EXERCISE BRIEF: Reproduce the records word for word, from the first line to the line containing "use std::sync::Arc;".

+++ SOURCE INFORMATION

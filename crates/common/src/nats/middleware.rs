mod logging;
mod publisher;
mod retry;
mod tracing;
mod types;

pub use logging::*;
pub use publisher::*;
pub use retry::*;
pub use tracing::*;
pub use types::*;
use crate::domain::{IngestionService, RawReadingInput};
use crate::mqtt::{parse_readings_topic, readings_subscription};
use chrono::{DateTime, Utc};
use common::domain::{DomainError, DomainResult};
use rumqttc::{AsyncClient, Event, MqttOptions, Packet, QoS};
use serde::Deserialize;
use std::sync::Arc;
use std::time::Duration;
use tokio_util::sync::CancellationToken;
use tracing::{debug, error, info, info_span, instrument, warn, Instrument, Span};

#[derive(Debug, Clone)]
pub struct MqttListenerConfig {
    /// `mqtt://host:port`, `tcp://host:port` or `host:port`
    pub broker_url: String,
    pub topic_prefix: String,
    pub client_id: String,
    pub max_retry_attempts: u32,
    pub retry_delay: Duration,
}

impl Default for MqttListenerConfig {
    fn default() -> Self {
        Self {
            broker_url: "mqtt://localhost:1883".to_string(),
            topic_prefix: "carechain".to_string(),
            client_id: "carechain-ingestion-gateway".to_string(),
            max_retry_attempts: 5,
            retry_delay: Duration::from_secs(5),
        }
    }
}

/// JSON body of a device reading; the device id comes from the topic.
#[derive(Debug, Deserialize)]
struct DeviceReadingMessage {
    metric: String,
    value: f64,
    unit: String,
    device_timestamp: DateTime<Utc>,
    #[serde(default)]
    sequence_number: Option<u64>,
    #[serde(default)]
    quality_score: Option<f64>,
}

/// Listen for device readings on the broker and feed them to the ingestion
/// service until cancelled. Reconnects after errors; gives up after
/// `max_retry_attempts` consecutive failures.
#[instrument(
    name = "mqtt_listener",
    skip_all,
    fields(broker_url = %config.broker_url, topic_prefix = %config.topic_prefix)
)]
pub async fn run_mqtt_listener(
    config: MqttListenerConfig,
    service: Arc<IngestionService>,
    token: CancellationToken,
) -> anyhow::Result<()> {
    info!("starting MQTT listener");

    let mut retry_count = 0;

    loop {
        if token.is_cancelled() {
            break;
        }

        match run_mqtt_connection(&config, &service, &token, &mut retry_count).await {
            Ok(()) => {
                debug!("MQTT listener stopped cleanly");
                break;
            }
            Err(e) => {
                error!(error = %e, "MQTT connection error");

                retry_count += 1;
                if retry_count >= config.max_retry_attempts {
                    error!(
                        max_retries = config.max_retry_attempts,
                        "max retry attempts reached, stopping MQTT listener"
                    );
                    return Err(anyhow::anyhow!(
                        "MQTT listener gave up after {} attempts: {}",
                        retry_count,
                        e
                    ));
                }

                warn!(
                    attempt = retry_count,
                    max_attempts = config.max_retry_attempts,
                    "retrying MQTT connection"
                );

                tokio::select! {
                    _ = token.cancelled() => break,
                    _ = tokio::time::sleep(config.retry_delay) => {}
                }
            }
        }
    }

    info!("MQTT listener stopped");
    Ok(())
}

async fn run_mqtt_connection(
    config: &MqttListenerConfig,
    service: &IngestionService,
    token: &CancellationToken,
    retry_count: &mut u32,
) -> DomainResult<()> {
    let (host, port) = parse_broker_url(&config.broker_url)?;

    let mut mqtt_options = MqttOptions::new(&config.client_id, host, port);
    mqtt_options.set_keep_alive(Duration::from_secs(30));
    mqtt_options.set_clean_session(true);

    let (client, mut eventloop) = AsyncClient::new(mqtt_options, 100);

    let subscription = readings_subscription(&config.topic_prefix);
    client
        .subscribe(&subscription, QoS::AtLeastOnce)
        .await
        .map_err(|e| DomainError::ProcessingError(format!("failed to subscribe: {}", e)))?;

    info!(topic = %subscription, "subscribed to MQTT topic");

    loop {
        tokio::select! {
            _ = token.cancelled() => {
                debug!("shutdown signal received");
                let _ = client.disconnect().await;
                return Ok(());
            }
            event = eventloop.poll() => {
                match event {
                    Ok(Event::Incoming(Packet::Publish(publish))) => {
                        handle_mqtt_message(
                            &config.topic_prefix,
                            &publish.topic,
                            &publish.payload,
                            service,
                        )
                        .await;
                    }
                    Ok(Event::Incoming(Packet::ConnAck(_))) => {
                        *retry_count = 0;
                        info!("connected to MQTT broker");
                    }
                    Ok(Event::Incoming(Packet::SubAck(_))) => {
                        debug!("subscription acknowledged");
                    }
                    Ok(_) => {}
                    Err(e) => {
                        return Err(DomainError::ProcessingError(format!(
                            "MQTT event loop error: {}",
                            e
                        )));
                    }
                }
            }
        }
    }
}

/// Handle one device message under its own root span.
///
/// Bad topics and bodies are dropped here with a warning; the ingestion
/// service logs its own rejections and delivery failures.
pub(crate) async fn handle_mqtt_message(
    topic_prefix: &str,
    topic: &str,
    payload: &[u8],
    service: &IngestionService,
) {
    let span = info_span!(
        parent: Span::none(),
        "mqtt_message",
        topic = %topic,
        payload_size = payload.len(),
        device_id = tracing::field::Empty,
    );

    async {
        let device_id = match parse_readings_topic(topic_prefix, topic) {
            Ok(device_id) => device_id,
            Err(e) => {
                warn!(error = %e, "failed to parse MQTT topic, dropping message");
                return;
            }
        };
        Span::current().record("device_id", device_id.as_str());

        let message: DeviceReadingMessage = match serde_json::from_slice(payload) {
            Ok(message) => message,
            Err(e) => {
                warn!(error = %e, "malformed reading body, dropping message");
                return;
            }
        };

        let input = RawReadingInput {
            device_id,
            metric: message.metric,
            value: message.value,
            unit: message.unit,
            device_timestamp: message.device_timestamp,
            sequence_number: message.sequence_number,
            quality_score: message.quality_score,
        };

        if let Ok(key) = service.ingest(input).await {
            debug!(idempotency_key = %key, "device reading ingested");
        }
    }
    .instrument(span)
    .await
}

/// Parse broker URL in format mqtt://host:port or tcp://host:port or host:port
fn parse_broker_url(url: &str) -> DomainResult<(&str, u16)> {
    let url = url.trim_start_matches("mqtt://");
    let url = url.trim_start_matches("tcp://");

    let parts: Vec<&str> = url.split(':').collect();
    match parts.as_slice() {
        [host] => Ok((*host, 1883)),
        [host, port] => {
            let port = port.parse::<u16>().map_err(|_| {
                DomainError::ValidationError(format!("invalid port in broker URL: {}", port))
            })?;
            Ok((*host, port))
        }
        _ => Err(DomainError::ValidationError(format!(
            "invalid broker URL format: {}",
            url
        ))),
    }
}
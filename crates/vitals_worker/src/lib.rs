pub mod domain;
pub mod partition;
pub mod vitals_worker;

pub use domain::*;
pub use partition::*;
pub use vitals_worker::*;
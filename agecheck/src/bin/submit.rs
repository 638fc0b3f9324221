//! AgeCheck Submit - verification job submitter.
//!
//! Submits the hosted email CSV to the VerifyMyAge batch estimation endpoint
//! with a signed request, then optionally watches the local receiver's
//! public URL for the completion callback and downloads the result report.
//! A single-address `estimate` subcommand exists for quick credential and
//! connectivity checks.

use std::path::Path;
use std::time::Duration;

use anyhow::{bail, Context, Result};
use clap::{Parser, Subcommand};
use serde_json::Value;
use tracing::{info, warn};
use tracing_subscriber::{fmt, layer::SubscriberExt, util::SubscriberInitExt, EnvFilter};
use url::Url;

use agecheck::client::{batch_id_of, save_job_details};
use agecheck::{monitor, Config, VerifyMyAgeClient};

/// Pause between polls of the receiver while waiting for results.
const POLL_INTERVAL: Duration = Duration::from_secs(5);

#[derive(Parser, Debug)]
#[command(name = "agecheck-submit", version, about = "Submit email age verification jobs to VerifyMyAge")]
struct Cli {
    #[command(subcommand)]
    command: Commands,
}

#[derive(Subcommand, Debug)]
enum Commands {
    /// Submit a batch job for a hosted CSV of email addresses
    Batch {
        /// Public URL of the webhook receiver (defaults to https://$NGROK_DOMAIN)
        webhook_url: Option<String>,
        /// Hosted CSV to verify (defaults to the GitHub raw URL from the environment)
        #[arg(long)]
        csv_url: Option<String>,
        /// Seconds to wait for the completion callback (0 skips monitoring)
        #[arg(long, default_value_t = 30)]
        wait: u64,
    },
    /// Estimate the age of a single email address
    Estimate {
        /// Email address to estimate
        email: String,
    },
}

#[tokio::main]
async fn main() -> Result<()> {
    // Initialize structured JSON logging
    let filter = EnvFilter::try_from_default_env().unwrap_or_else(|_| EnvFilter::new("info"));

    tracing_subscriber::registry()
        .with(filter)
        .with(fmt::layer().json().flatten_event(true))
        .init();

    let cli = Cli::parse();
    let config = Config::from_env();

    let client = VerifyMyAgeClient::new(&config)
        .context("VerifyMyAge credentials missing; set VERIFYMYAGE_API_KEY and VERIFYMYAGE_API_SECRET")?;

    match cli.command {
        Commands::Batch {
            webhook_url,
            csv_url,
            wait,
        } => run_batch(&config, &client, webhook_url, csv_url, wait).await,
        Commands::Estimate { email } => run_estimate(&client, &email).await,
    }
}

/// Submit a batch job, then monitor for results when asked to.
async fn run_batch(
    config: &Config,
    client: &VerifyMyAgeClient,
    webhook_url: Option<String>,
    csv_url: Option<String>,
    wait: u64,
) -> Result<()> {
    let webhook_url = match webhook_url.or_else(|| config.default_webhook_url()) {
        Some(url) => url.trim_end_matches('/').to_string(),
        None => bail!("no webhook URL given; pass one or set NGROK_DOMAIN"),
    };

    // The vendor only calls back over HTTP(S)
    let parsed = Url::parse(&webhook_url).context("webhook URL is not a valid URL")?;
    if parsed.scheme() != "http" && parsed.scheme() != "https" {
        bail!("webhook URL must start with http:// or https://");
    }

    let csv_url = match csv_url.or_else(|| config.csv_url()) {
        Some(url) => url,
        None => bail!("no CSV URL given; pass --csv-url or set GITHUB_USERNAME"),
    };

    let callback_url = format!("{}/callback", webhook_url);

    info!(csv_url = %csv_url, callback_url = %callback_url, "batch_submit_starting");

    // Reachability check only; an offline tunnel is worth a warning, not an
    // abort, because the vendor's network path is not ours.
    if !client.webhook_reachable(&webhook_url).await {
        warn!(url = %webhook_url, "webhook_unreachable_continuing");
        println!(
            "warning: webhook at {} is not answering; check the tunnel (results may still arrive)",
            webhook_url
        );
    }

    let ack = client.create_batch_job(&csv_url, &callback_url).await?;

    println!("batch job created");
    println!("  batch id: {}", batch_id_of(&ack));
    println!(
        "  status:   {}",
        ack.get("status").and_then(Value::as_str).unwrap_or("N/A")
    );

    let record = save_job_details(Path::new("."), &ack, &csv_url, &callback_url)?;
    println!("  job record: {}", record.display());

    if wait == 0 {
        return Ok(());
    }

    println!("waiting up to {}s for the completion callback...", wait);
    let poller = reqwest::Client::builder()
        .timeout(Duration::from_secs(5))
        .build()
        .context("Failed to create HTTP client")?;

    let found = monitor::poll_for_callbacks(
        &poller,
        &webhook_url,
        Duration::from_secs(wait),
        POLL_INTERVAL,
    )
    .await;

    match found {
        Some(payload) => report_results(&payload).await,
        None => {
            println!(
                "no results after {}s; the batch may still be processing, check the receiver's /webhooks",
                wait
            );
            Ok(())
        }
    }
}

/// Print the callback and fetch the report it points at.
async fn report_results(payload: &Value) -> Result<()> {
    let Some(report_url) = payload.get("report_url").and_then(Value::as_str) else {
        println!("callback arrived without a report_url: {}", payload);
        return Ok(());
    };

    println!("results received");
    println!("  report url: {}", report_url);
    if let Some(expiry) = payload.get("expires_in_minutes") {
        println!("  expires in: {} minutes", expiry);
    }

    // The poll client's 5 s cap must not apply here; reports can be large
    let downloader = reqwest::Client::builder()
        .build()
        .context("Failed to create HTTP client")?;
    let saved = monitor::download_report(&downloader, report_url, Path::new(".")).await?;
    println!("  report saved: {}", saved.display());
    Ok(())
}

/// Estimate one address and print the vendor's reply.
async fn run_estimate(client: &VerifyMyAgeClient, email: &str) -> Result<()> {
    let reply = client.estimate(email).await?;
    println!("{}", serde_json::to_string_pretty(&reply)?);
    Ok(())
}
//! AgeCheck Erase - SendGrid batch email cleanup.
//!
//! Reads addresses from a local CSV or text file and files a Recipients'
//! Data Erasure job for every configured SendGrid integration, then writes a
//! JSON record and a Markdown report of the run. Erasure is irreversible, so
//! every attempt and its outcome lands in the report.

use std::collections::BTreeMap;
use std::path::{Path, PathBuf};

use anyhow::{bail, Result};
use clap::Parser;
use tracing::info;
use tracing_subscriber::{fmt, layer::SubscriberExt, util::SubscriberInitExt, EnvFilter};

use agecheck::sendgrid::{read_emails_from_file, write_reports, SendGridClient};
use agecheck::Config;

#[derive(Parser, Debug)]
#[command(name = "agecheck-erase", version, about = "Erase batch test emails from SendGrid")]
struct Cli {
    /// CSV or text file with the addresses to erase
    #[arg(default_value = "emails.csv")]
    file: PathBuf,
}

#[tokio::main]
async fn main() -> Result<()> {
    // Initialize structured JSON logging
    let filter = EnvFilter::try_from_default_env().unwrap_or_else(|_| EnvFilter::new("info"));

    tracing_subscriber::registry()
        .with(filter)
        .with(fmt::layer().json().flatten_event(true))
        .init();

    let cli = Cli::parse();
    let config = Config::from_env();

    let integrations: Vec<(&str, &String)> = [
        ("Integration 1", config.sendgrid_api_key_1.as_ref()),
        ("Integration 2", config.sendgrid_api_key_2.as_ref()),
    ]
    .into_iter()
    .filter_map(|(name, key)| key.map(|k| (name, k)))
    .collect();

    if integrations.is_empty() {
        bail!("no API keys configured; set SENDGRID_API_KEY_1 and/or SENDGRID_API_KEY_2");
    }

    let emails = read_emails_from_file(&cli.file)?;
    if emails.is_empty() {
        bail!("no valid emails found in {}", cli.file.display());
    }

    println!(
        "found {} valid email addresses in {}",
        emails.len(),
        cli.file.display()
    );
    for (i, email) in emails.iter().enumerate() {
        println!("  {}. {}", i + 1, email);
    }

    let client = SendGridClient::new()?;
    let mut results = BTreeMap::new();

    for (name, key) in integrations {
        info!(integration = name, "erase_integration_starting");

        // A key that cannot even read the profile will not be allowed to
        // erase; skip it rather than file a doomed job.
        if !client.test_connection(key, name).await {
            println!("{}: API connection failed, skipping", name);
            continue;
        }

        let outcome = client.erase_emails(key, &emails).await;
        if outcome.success {
            println!("{}: {}", name, outcome.message);
            for (kind, value) in &outcome.request_ids {
                println!("    {}: {}", kind, value);
            }
        } else {
            println!(
                "{}: failed (status {}): {}",
                name,
                outcome
                    .status_code
                    .map_or("N/A".to_string(), |s| s.to_string()),
                outcome.message
            );
        }
        results.insert(name.to_string(), outcome);
    }

    let (record, report) = write_reports(Path::new("."), &emails, &results)?;
    println!("record saved: {}", record.display());
    println!("report saved: {}", report.display());

    Ok(())
}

++++++

WRITTEN RESPONSE:
filename crates/common/src/nats/middleware.rs
mod logging;
mod publisher;
mod retry;
mod tracing;
mod types;

pub use logging::*;
pub use publisher::*;
pub use retry::*;
pub use tracing::*;
pub use types::*;
use crate::domain::{IngestionService, RawReadingInput};
use crate::mqtt::{parse_readings_topic, readings_subscription};
use chrono::{DateTime, Utc};
use common::domain::{DomainError, DomainResult};
use rumqttc::{AsyncClient, Event, MqttOptions, Packet, QoS};
use serde::Deserialize;
use std::sync::Arc;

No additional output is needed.